Once a set of interventions for a particular behavioral disturbance has been planned, specific
implementation plans should be mapped out to determine whether they work. This map ought to include who shall do what intervention when, how long it is expected for individual interventions to take effect, and what will be done if interventions fail. When mapping out a treatment approach, fallback plans are very important, as it may be necessary to attempt several interventions before a patient improves. A fallback plan also gives caregivers, who are with the disturbed patient day in and day out, a sense that something is being done and helps maintain their morale. A fallback plan should provide for an intervention if a crisis occurs (e.g., if the patient becomes unmanageable, hospitalization should be available).
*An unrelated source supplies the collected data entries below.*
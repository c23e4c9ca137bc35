#![warn(clippy::pedantic)]

use approx::assert_relative_eq;
use fecase::reference::{JsonResultStore, ReferenceGeometry, ReferenceMesher, ReferenceSolver};
use fecase::{
    force, point, point2, CaseDefinition, Job, JobOptions, Point, Profile, ResultDatabase,
    ResultService, SectionRegion, WaitOptions,
};

const LENGTH: f64 = 5.0;
const ELASTIC_MODULUS: f64 = 200.0e9;
const TIP_FORCE: f64 = 100.0;

/// Beam B is turned a quarter turn about Z through the origin, then moved
/// two metres along X. Maps a part point to assembly coordinates.
fn beam_b(local: Point) -> Point {
    point(2.0 - local.y, local.x, local.z)
}

fn tip_deflection() -> f64 {
    let second_moment = 0.2 * 0.2_f64.powi(3) / 12.0;
    TIP_FORCE * LENGTH.powi(3) / (3.0 * ELASTIC_MODULUS * second_moment)
}

/// Two instances of one beam, the second independent and repositioned,
/// each clamped at the root and pushed down at the tip in its own axes.
fn two_beams() -> CaseDefinition {
    let mut geometry = ReferenceGeometry::new();
    let mut mesher = ReferenceMesher::new(geometry.bodies());
    let mut case = CaseDefinition::new("Two Beams");

    let profile =
        Profile::rectangle(point2(0.1, 0.1), point2(0.3, -0.1)).expect("valid rectangle");
    let part = case
        .create_part(&mut geometry, "Beam", profile, LENGTH)
        .expect("part created");
    case.define_material("AISI 1005 Steel", 7872.0, ELASTIC_MODULUS, 0.29)
        .expect("material defined");
    let section = case
        .define_section("Beam Section", "AISI 1005 Steel")
        .expect("section defined");
    case.assign_section(&geometry, &part, &SectionRegion::AllCells, &section)
        .expect("section assigned");

    let a = case
        .instantiate(&mut geometry, "Beam A", &part, true)
        .expect("dependent instance");
    let b = case
        .instantiate(&mut geometry, "Beam B", &part, false)
        .expect("independent instance");
    case.rotate_instance(&b, point(0.0, 0.0, 0.0), [0.0, 0.0, 1.0], 90.0)
        .expect("rotated");
    case.translate_instance(&b, [2.0, 0.0, 0.0])
        .expect("translated");

    case.create_static_step("Apply Load", "Initial", "Tip forces")
        .expect("step created");

    let root = point(0.2, 0.0, 0.0);
    let tip = point(0.2, 0.0, LENGTH);
    case.encastre(&geometry, "Fixed A", "Initial", &a, root)
        .expect("root of A clamped");
    case.encastre(&geometry, "Fixed B", "Initial", &b, beam_b(root))
        .expect("root of B clamped");
    case.apply_concentrated_force(
        &geometry,
        "Tip A",
        "Apply Load",
        &a,
        tip,
        force(0.0, -TIP_FORCE, 0.0),
    )
    .expect("tip force on A");
    // Part -Y points along assembly +X once B is turned.
    case.apply_concentrated_force(
        &geometry,
        "Tip B",
        "Apply Load",
        &b,
        beam_b(tip),
        force(TIP_FORCE, 0.0, 0.0),
    )
    .expect("tip force on B");

    case.seed_part(&part, 0.1, 0.1).expect("seeded");
    case.generate_mesh(&mut mesher, &part).expect("meshed");
    case
}

fn solve(case: &CaseDefinition) -> ResultDatabase {
    let dir = tempfile::tempdir().expect("temporary directory");
    let mut solver = ReferenceSolver::new(dir.path());
    let mut job = Job::new("TwoBeamsJob", case, JobOptions::default()).expect("job created");
    job.submit(case, &mut solver, false).expect("submitted");
    let artifact = job
        .wait_for_completion(&mut solver, &WaitOptions::default())
        .expect("job completes");
    JsonResultStore.open(&artifact).expect("artifact readable")
}

#[test]
fn independent_instance_gets_its_own_body_and_mesh() {
    let case = two_beams();
    let instances = case.assembly().instances();
    let a = instances
        .get(&instances.lookup("Beam A").expect("Beam A registered"))
        .expect("Beam A");
    let b = instances
        .get(&instances.lookup("Beam B").expect("Beam B registered"))
        .expect("Beam B");

    assert!(a.is_dependent());
    assert!(a.own_mesh().is_none());
    assert!(!b.is_dependent());
    assert_ne!(a.body(), b.body());
    let own = b.own_mesh().expect("independent mesh generated");
    let shared = case
        .parts()
        .iter()
        .next()
        .and_then(|part| part.mesh())
        .expect("part mesh generated");
    assert_eq!(own.element_count, shared.element_count);

    let moved = b.to_assembly(point(0.2, 0.0, LENGTH));
    assert_relative_eq!(moved.x, 2.0, epsilon = 1.0e-12);
    assert_relative_eq!(moved.y, 0.2, epsilon = 1.0e-12);
    assert_relative_eq!(moved.z, LENGTH, epsilon = 1.0e-12);
}

#[test]
fn repositioned_instance_deflects_like_the_original() {
    let case = two_beams();
    let result = solve(&case);
    let expected = tip_deflection();

    let tip_a = result
        .displacement_near("Beam A", point(0.2, 0.0, LENGTH))
        .expect("tip of A written");
    assert_relative_eq!(tip_a.y, -expected, max_relative = 1.0e-4);
    assert_relative_eq!(tip_a.x, 0.0, epsilon = 1.0e-12);

    let tip_b = result
        .displacement_near("Beam B", beam_b(point(0.2, 0.0, LENGTH)))
        .expect("tip of B written");
    assert_relative_eq!(tip_b.x, expected, max_relative = 1.0e-4);
    assert_relative_eq!(tip_b.y, 0.0, epsilon = 1.0e-12);

    let frame = result.last_frame().expect("one frame");
    let root_b = frame
        .nearest_node("Beam B", beam_b(point(0.2, 0.0, 0.0)))
        .expect("root of B");
    assert_relative_eq!(root_b.position.x, 2.0, epsilon = 1.0e-9);
    assert_relative_eq!(root_b.position.y, 0.2, epsilon = 1.0e-9);
    let reaction = frame.total_reaction();
    assert_relative_eq!(reaction.x, -TIP_FORCE, max_relative = 1.0e-6);
    assert_relative_eq!(reaction.y, TIP_FORCE, max_relative = 1.0e-6);
}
In our experience hospitalization on an inpatient geropsychiatric unit benefits many seriously behaviorally disturbed dementia patients.
An important consideration in determining the outcome of treatment is the use of standardized assessment scales. Several such scales have good reliability, validity, and clinical utility. These may be used to describe the type and severity of a behavioral disturbance as well as to assess response to interventions. Four scales are recommended for their wide availability and relative ease of use. The Neuropsychiatric Inventory (9
) quantifies 10 types of behavioral disturbance in dementia, each on a10-point scale, assessing both frequency and severity of disturbance. It is most useful when clinicians are interested in a broad set of disturbances, as it is short and can be administered by a clinician who is not a physician. The Dementia Signs and Symptoms Scale (10
), which assesses 6 types of behavioral disturbances, is most effective in quantifying mania and irritability. Finally, the Cornell Scale for Depression in Dementia (11
) and the Apathy Evaluation Scale (12
) may be used to quantify depressive disturbances or apathy.
It is important to sustain the treatment plan once it is initiated. Many times the onus to sustain the plan is on the caregivers. The clinician should be sensitive to this and make it easy for the caregivers to implement the plan. Also, when using medicines, clinicians should be alerted to the fact that side effects occur more often, last longer, and take longer to remit than in the general population, so that as few medicines as possible should be used as briefly as possible and at as low a dose as possible. The rule “start low and go slow” applies. Adjustments of medicines should be made over periods that are longer than routinely practiced with other elderly patients. In this era of managed care pressures, it is always tempting to adjust medicines rapidly. This may lead to short-term benefits, and the patient may seem quieter or less explosive, but it may lead to side effects associated with rapidly escalating medication doses.